Figure 2 PD-L1 localizes to different compartments in immune checkpoint inhibitor (ICI)-related acute kidney injury (AKI) and ICI-naïve kidneys. (A–C) A total number of 87 kidney samples (six renal biopsies with AIN related to ICI therapy, 13 nephrectomy control kidneys and 68 ICI-naïve renal biopsies with various underlying kidney diseases) were analyzed for PD-L1 positivity by immunostaining (original magnification x100, scale bar 200 μm). (D) PD-L1 positivity was found in glomerular, tubular and endothelial compartments. (E, F) Frequency of PD-L1 positivity among different renal compartments and pathologies. (G) Association between PD-L1 status (positive/negative), positivity in tubular, glomerular or endothelial compartments, histopatological, clinical and laboratory findings are shown by heatmap reflecting mean values of Spearman’s Δ, asterisks indicate p<0.05. AIN, acute interstitial nephritis; AAV, ANCA-associated vasculitis; BUN, blood urea nitrogen; CHD, coronary heart disease; CRP, C-reactive protein; DN, diabetic nephropathy; FSGS, focal-segmental glomerulosclerosis; GFR, glomerular filtration rate (CKD-EPI); GN, glomerulonephritis; HLP, hyperlipidemia; ICI, immune checkpoint inhibitior; IF/TA, interstitial fibrosis/tubular atrophy; IgAN, IgA nephropathy; LDH, lactate dehydrogenase; LN, lupus nephritis; ORG, obesity-related glomerulopathy; PCT, procalcitonin; PD-L1, programmed cell death protein 1-ligand 1.

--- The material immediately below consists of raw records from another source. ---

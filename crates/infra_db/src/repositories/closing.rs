//! Closing job repository
//!
//! SQL access for period closing vouchers, closing runs and their processing
//! units. Every status change is a conditional `UPDATE … WHERE status = …`, so
//! callers learn from the affected row count whether they won the transition.

use chrono::{DateTime, NaiveDate, Utc};
use sqlx::{FromRow, PgPool, Postgres, Transaction};
use tracing::debug;
use uuid::Uuid;

use crate::error::DatabaseError;

/// Orders report types the way the domain orders them: P&L before balance sheet
const REPORT_TYPE_ORDER: &str =
    "CASE report_type WHEN 'Profit and Loss' THEN 0 ELSE 1 END";

/// A row of `period_closing_vouchers`
#[derive(Debug, Clone, FromRow)]
pub struct VoucherRow {
    pub voucher_id: Uuid,
    pub company: String,
    pub period_start: NaiveDate,
    pub period_end: NaiveDate,
    pub fiscal_year: Option<String>,
    pub closing_account_head: String,
    pub remarks: Option<String>,
    pub is_first_closing: bool,
}

/// A row of `closing_runs`
#[derive(Debug, Clone, FromRow)]
pub struct RunRow {
    pub run_id: Uuid,
    pub voucher_id: Uuid,
    pub status: String,
    pub policy: String,
    pub summary: Option<serde_json::Value>,
    pub created_at: DateTime<Utc>,
    pub updated_at: DateTime<Utc>,
}

/// A row of `closing_units` or `closing_opening_units`
#[derive(Debug, Clone, FromRow)]
pub struct UnitRow {
    pub run_id: Uuid,
    pub processing_date: NaiveDate,
    pub report_type: String,
    pub status: String,
    pub closing_balance: Option<serde_json::Value>,
}

/// Primary key of a unit row
#[derive(Debug, Clone, FromRow)]
pub struct UnitKeyRow {
    pub processing_date: NaiveDate,
    pub report_type: String,
}

/// Unit count for one status
#[derive(Debug, Clone, FromRow)]
pub struct StatusCountRow {
    pub status: String,
    pub count: i64,
}

/// A run with its units, ready to insert
#[derive(Debug, Clone)]
pub struct NewRun {
    pub run: RunRow,
    pub units: Vec<UnitRow>,
    pub opening_units: Vec<UnitRow>,
}

/// Repository for vouchers, runs and processing units
#[derive(Debug, Clone)]
pub struct ClosingRepository {
    pool: PgPool,
}

impl ClosingRepository {
    pub fn new(pool: PgPool) -> Self {
        Self { pool }
    }

    pub fn pool(&self) -> &PgPool {
        &self.pool
    }

    pub async fn get_voucher(&self, voucher_id: Uuid) -> Result<VoucherRow, DatabaseError> {
        sqlx::query_as::<_, VoucherRow>(
            r#"
            SELECT voucher_id, company, period_start, period_end, fiscal_year,
                   closing_account_head, remarks, is_first_closing
            FROM period_closing_vouchers
            WHERE voucher_id = $1
            "#,
        )
        .bind(voucher_id)
        .fetch_optional(&self.pool)
        .await?
        .ok_or_else(|| DatabaseError::not_found("PeriodClosingVoucher", voucher_id))
    }

    pub async fn insert_voucher(&self, voucher: &VoucherRow) -> Result<(), DatabaseError> {
        sqlx::query(
            r#"
            INSERT INTO period_closing_vouchers (
                voucher_id, company, period_start, period_end, fiscal_year,
                closing_account_head, remarks, is_first_closing
            ) VALUES ($1, $2, $3, $4, $5, $6, $7, $8)
            "#,
        )
        .bind(voucher.voucher_id)
        .bind(&voucher.company)
        .bind(voucher.period_start)
        .bind(voucher.period_end)
        .bind(&voucher.fiscal_year)
        .bind(&voucher.closing_account_head)
        .bind(&voucher.remarks)
        .bind(voucher.is_first_closing)
        .execute(&self.pool)
        .await?;
        Ok(())
    }

    /// Inserts the run, its units and its opening-balance units in one
    /// transaction
    pub async fn insert_run(&self, new_run: &NewRun) -> Result<(), DatabaseError> {
        let mut tx = self.pool.begin().await?;
        let run = &new_run.run;

        sqlx::query(
            r#"
            INSERT INTO closing_runs (run_id, voucher_id, status, policy, summary, created_at, updated_at)
            VALUES ($1, $2, $3, $4, $5, $6, $7)
            "#,
        )
        .bind(run.run_id)
        .bind(run.voucher_id)
        .bind(&run.status)
        .bind(&run.policy)
        .bind(&run.summary)
        .bind(run.created_at)
        .bind(run.updated_at)
        .execute(&mut *tx)
        .await?;

        insert_units(&mut tx, "closing_units", run.run_id, &new_run.units).await?;
        insert_units(&mut tx, "closing_opening_units", run.run_id, &new_run.opening_units).await?;

        tx.commit().await?;
        debug!(
            run_id = %run.run_id,
            units = new_run.units.len(),
            opening_units = new_run.opening_units.len(),
            "Inserted closing run"
        );
        Ok(())
    }

    pub async fn get_run(&self, run_id: Uuid) -> Result<RunRow, DatabaseError> {
        sqlx::query_as::<_, RunRow>(
            r#"
            SELECT run_id, voucher_id, status, policy, summary, created_at, updated_at
            FROM closing_runs
            WHERE run_id = $1
            "#,
        )
        .bind(run_id)
        .fetch_optional(&self.pool)
        .await?
        .ok_or_else(|| DatabaseError::not_found("VoucherRun", run_id))
    }

    pub async fn set_run_status(&self, run_id: Uuid, status: &str) -> Result<(), DatabaseError> {
        let result = sqlx::query(
            "UPDATE closing_runs SET status = $2, updated_at = now() WHERE run_id = $1",
        )
        .bind(run_id)
        .bind(status)
        .execute(&self.pool)
        .await?;

        if result.rows_affected() == 0 {
            return Err(DatabaseError::not_found("VoucherRun", run_id));
        }
        Ok(())
    }

    /// Sets the run status if it is one of `from`; returns true if it was set
    pub async fn transition_run(
        &self,
        run_id: Uuid,
        from: &[String],
        to: &str,
    ) -> Result<bool, DatabaseError> {
        let result = sqlx::query(
            r#"
            UPDATE closing_runs
            SET status = $3, updated_at = now()
            WHERE run_id = $1 AND status = ANY($2)
            "#,
        )
        .bind(run_id)
        .bind(from)
        .bind(to)
        .execute(&self.pool)
        .await?;

        if result.rows_affected() > 0 {
            return Ok(true);
        }
        self.ensure_run_exists(run_id).await?;
        Ok(false)
    }

    pub async fn store_summary(
        &self,
        run_id: Uuid,
        summary: &serde_json::Value,
    ) -> Result<(), DatabaseError> {
        let result = sqlx::query(
            "UPDATE closing_runs SET summary = $2, updated_at = now() WHERE run_id = $1",
        )
        .bind(run_id)
        .bind(summary)
        .execute(&self.pool)
        .await?;

        if result.rows_affected() == 0 {
            return Err(DatabaseError::not_found("VoucherRun", run_id));
        }
        Ok(())
    }

    pub async fn unit_status(
        &self,
        run_id: Uuid,
        processing_date: NaiveDate,
        report_type: &str,
    ) -> Result<String, DatabaseError> {
        sqlx::query_scalar::<_, String>(
            r#"
            SELECT status FROM closing_units
            WHERE run_id = $1 AND processing_date = $2 AND report_type = $3
            "#,
        )
        .bind(run_id)
        .bind(processing_date)
        .bind(report_type)
        .fetch_optional(&self.pool)
        .await?
        .ok_or_else(|| {
            DatabaseError::not_found(
                "ProcessingUnit",
                format!("{}/{}/{}", run_id, processing_date, report_type),
            )
        })
    }

    /// Sets a unit's status if it is `from`; returns true if it was set
    pub async fn transition_unit(
        &self,
        run_id: Uuid,
        processing_date: NaiveDate,
        report_type: &str,
        from: &str,
        to: &str,
    ) -> Result<bool, DatabaseError> {
        let result = sqlx::query(
            r#"
            UPDATE closing_units
            SET status = $5, updated_at = now()
            WHERE run_id = $1 AND processing_date = $2 AND report_type = $3 AND status = $4
            "#,
        )
        .bind(run_id)
        .bind(processing_date)
        .bind(report_type)
        .bind(from)
        .bind(to)
        .execute(&self.pool)
        .await?;

        if result.rows_affected() > 0 {
            return Ok(true);
        }
        // Distinguishes a lost race from a missing unit
        self.unit_status(run_id, processing_date, report_type).await?;
        Ok(false)
    }

    /// Writes the partial result and completes a `Running` unit
    pub async fn complete_unit(
        &self,
        run_id: Uuid,
        processing_date: NaiveDate,
        report_type: &str,
        closing_balance: &serde_json::Value,
    ) -> Result<bool, DatabaseError> {
        let result = sqlx::query(
            r#"
            UPDATE closing_units
            SET status = 'Completed', closing_balance = $4, updated_at = now()
            WHERE run_id = $1 AND processing_date = $2 AND report_type = $3 AND status = 'Running'
            "#,
        )
        .bind(run_id)
        .bind(processing_date)
        .bind(report_type)
        .bind(closing_balance)
        .execute(&self.pool)
        .await?;

        if result.rows_affected() > 0 {
            return Ok(true);
        }
        self.unit_status(run_id, processing_date, report_type).await?;
        Ok(false)
    }

    /// Claims up to `max_running - running` of the earliest queued units
    ///
    /// The run row is locked for the duration of the transaction, so
    /// concurrent claims for the same run are serialized and the running
    /// count they see is exact.
    pub async fn claim_units(
        &self,
        run_id: Uuid,
        max_running: i64,
    ) -> Result<Vec<UnitKeyRow>, DatabaseError> {
        let mut tx = self.pool.begin().await?;

        let status = sqlx::query_scalar::<_, String>(
            "SELECT status FROM closing_runs WHERE run_id = $1 FOR UPDATE",
        )
        .bind(run_id)
        .fetch_optional(&mut *tx)
        .await?
        .ok_or_else(|| DatabaseError::not_found("VoucherRun", run_id))?;

        if status != "Running" {
            tx.commit().await?;
            return Ok(Vec::new());
        }

        let running = sqlx::query_scalar::<_, i64>(
            "SELECT COUNT(*) FROM closing_units WHERE run_id = $1 AND status = 'Running'",
        )
        .bind(run_id)
        .fetch_one(&mut *tx)
        .await?;

        let capacity = (max_running - running).max(0);
        if capacity == 0 {
            tx.commit().await?;
            return Ok(Vec::new());
        }

        let sql = format!(
            r#"
            WITH claimed AS (
                UPDATE closing_units
                SET status = 'Running', updated_at = now()
                WHERE (run_id, processing_date, report_type) IN (
                    SELECT run_id, processing_date, report_type
                    FROM closing_units
                    WHERE run_id = $1 AND status = 'Queued'
                    ORDER BY processing_date, {order}
                    LIMIT $2
                )
                RETURNING processing_date, report_type
            )
            SELECT processing_date, report_type
            FROM claimed
            ORDER BY processing_date, {order}
            "#,
            order = REPORT_TYPE_ORDER
        );
        let claimed = sqlx::query_as::<_, UnitKeyRow>(&sql)
            .bind(run_id)
            .bind(capacity)
            .fetch_all(&mut *tx)
            .await?;

        tx.commit().await?;
        Ok(claimed)
    }

    /// Moves every unit of the run in `from` to `to`
    pub async fn transition_all_units(
        &self,
        run_id: Uuid,
        from: &str,
        to: &str,
    ) -> Result<u64, DatabaseError> {
        let result = sqlx::query(
            r#"
            UPDATE closing_units
            SET status = $3, updated_at = now()
            WHERE run_id = $1 AND status = $2
            "#,
        )
        .bind(run_id)
        .bind(from)
        .bind(to)
        .execute(&self.pool)
        .await?;
        Ok(result.rows_affected())
    }

    pub async fn unit_counts(&self, run_id: Uuid) -> Result<Vec<StatusCountRow>, DatabaseError> {
        let rows = sqlx::query_as::<_, StatusCountRow>(
            r#"
            SELECT status, COUNT(*) AS count
            FROM closing_units
            WHERE run_id = $1
            GROUP BY status
            "#,
        )
        .bind(run_id)
        .fetch_all(&self.pool)
        .await?;
        Ok(rows)
    }

    pub async fn list_units(&self, run_id: Uuid) -> Result<Vec<UnitRow>, DatabaseError> {
        self.fetch_units("closing_units", run_id).await
    }

    pub async fn opening_units(&self, run_id: Uuid) -> Result<Vec<UnitRow>, DatabaseError> {
        self.fetch_units("closing_opening_units", run_id).await
    }

    async fn fetch_units(&self, table: &str, run_id: Uuid) -> Result<Vec<UnitRow>, DatabaseError> {
        let sql = format!(
            r#"
            SELECT run_id, processing_date, report_type, status, closing_balance
            FROM {table}
            WHERE run_id = $1
            ORDER BY processing_date, {order}
            "#,
            table = table,
            order = REPORT_TYPE_ORDER
        );
        let rows = sqlx::query_as::<_, UnitRow>(&sql)
            .bind(run_id)
            .fetch_all(&self.pool)
            .await?;
        Ok(rows)
    }

    async fn ensure_run_exists(&self, run_id: Uuid) -> Result<(), DatabaseError> {
        let exists = sqlx::query_scalar::<_, bool>(
            "SELECT EXISTS (SELECT 1 FROM closing_runs WHERE run_id = $1)",
        )
        .bind(run_id)
        .fetch_one(&self.pool)
        .await?;

        if exists {
            Ok(())
        } else {
            Err(DatabaseError::not_found("VoucherRun", run_id))
        }
    }
}

async fn insert_units(
    tx: &mut Transaction<'_, Postgres>,
    table: &str,
    run_id: Uuid,
    units: &[UnitRow],
) -> Result<(), DatabaseError> {
    if units.is_empty() {
        return Ok(());
    }

    let dates: Vec<NaiveDate> = units.iter().map(|u| u.processing_date).collect();
    let report_types: Vec<String> = units.iter().map(|u| u.report_type.clone()).collect();
    let statuses: Vec<String> = units.iter().map(|u| u.status.clone()).collect();

    let sql = format!(
        r#"
        INSERT INTO {table} (run_id, processing_date, report_type, status)
        SELECT $1, t.processing_date, t.report_type, t.status
        FROM UNNEST($2::date[], $3::text[], $4::text[]) AS t(processing_date, report_type, status)
        "#,
        table = table
    );
    sqlx::query(&sql)
        .bind(run_id)
        .bind(&dates)
        .bind(&report_types)
        .bind(&statuses)
        .execute(&mut **tx)
        .await?;
    Ok(())
}
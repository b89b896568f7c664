//! Period Closing Domain
//!
//! This crate implements the period closing voucher job: the batch process that
//! walks a voucher's period one day at a time, aggregates ledger balances per
//! accounting dimension, and posts closing entries once every day is done.
//!
//! # Run Lifecycle
//!
//! ```text
//! Queued -> Running <-> Paused
//!              |
//!              v
//!           Posting -> Completed
//! ```
//!
//! # Components
//!
//! - **Dimension keys**: ordered grouping tuples for ledger rows
//! - **Aggregator**: per-day grouped balance sums for one report type
//! - **Worker**: processes one (date, report type) unit
//! - **Scheduler**: bounded batch dispatch, pause/resume, completion detection
//! - **Poster**: merges partial balances and posts closing entries atomically
//! - **Engine**: tokio work queue, worker pool and completion channel
//!
//! # Example
//!
//! ```rust,ignore
//! use domain_closing::{ClosingEngine, EngineConfig, ClosingPolicy};
//!
//! let engine = ClosingEngine::spawn(store, ledger, EngineConfig::default());
//! let service = engine.service();
//!
//! let run = service.create_run(voucher_id, ClosingPolicy::ProfitAndLossOnly).await?;
//! service.start(run.id).await?;
//! ```

pub mod account;
pub mod dimension;
pub mod balance;
pub mod aggregator;
pub mod gl_entry;
pub mod run;
pub mod events;
pub mod ports;
pub mod worker;
pub mod scheduler;
pub mod poster;
pub mod engine;
pub mod error;

#[cfg(any(test, feature = "mock"))]
pub mod memory;

pub use account::{Account, ReportType};
pub use dimension::{DimensionKey, DimensionSet, DimensionSource, DimensionValues};
pub use balance::{AccountBalance, BalanceRow, DimensionBalances, DimensionTotals};
pub use aggregator::{BalanceAggregator, BalanceQuery};
pub use gl_entry::GlEntry;
pub use run::{
    ClosingPolicy, PeriodClosingVoucher, PreparedRun, ProcessingUnit, RunStatus, UnitKey,
    UnitStatus, VoucherRun,
};
pub use events::{UnitCompleted, UnitTask, WorkerOutcome};
pub use ports::{ClosingStore, JobQueue, LedgerPort, UnitCounts};
pub use worker::DateWorker;
pub use scheduler::{AdvanceOutcome, BatchScheduler, DispatchMode, SchedulerConfig, DEFAULT_BATCH_SIZE};
pub use poster::{LedgerPoster, PostOutcome, PostingSummary};
pub use engine::{
    ChannelJobQueue, ClosingEngine, ClosingService, EngineConfig, RunOverview, DEFAULT_WORKER_COUNT,
};
pub use error::ClosingError;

Kidney-Derived Cells Are Detectable in Corresponding Urine Samples Along With Urinary Programmed Cell Death Protein 1-Ligand 1+ Cells
Since intrarenal PD-L1 positivity could potentially be a pre-requisit for susceptibility to deleterious immune-related AIN, we next aimed to directly detect urinary PD-L1+ cells in association with intrarenal PD-L1 positivity. Corresponding urine samples of kidney specimens positive for PD-L1 confirmed presence of kidney-derived cells including proximal (CD10+), distal tubular epithelial cells (EpCAM+) and podocytes (WT1+) in addition to PD-L1+ cells within urinary sediment (Figure 3A). To further validate these observations, we next established flow cytometry for PD-L1+ urinary cells. By using KARPAS 299 as established T cell lymphoma cell line positive for PD-L1, PD-L1+ cells were equally detectable in corresponding urine samples (Supplementary Figure 3A, B) (9). Direct comparison of PD-L1 abundance in the kidney and corresponding urine samples revealed that detection of urinary PD-L1+ cells significantly correlated with tubular, but not glomerular or endothelial PD-L1 positivity in the kidney (Figures 3B, C). This was further supported by histological observation of detached intratubular PD-L1+ epithelial cells in kidney specimens (Figure 3D). In summary, we provide evidence that tubular PD-L1 positivity in the kidney correlates with detection of urinary PD-L1+ tubular epithelial cells, potentially allowing non-invasive measurement.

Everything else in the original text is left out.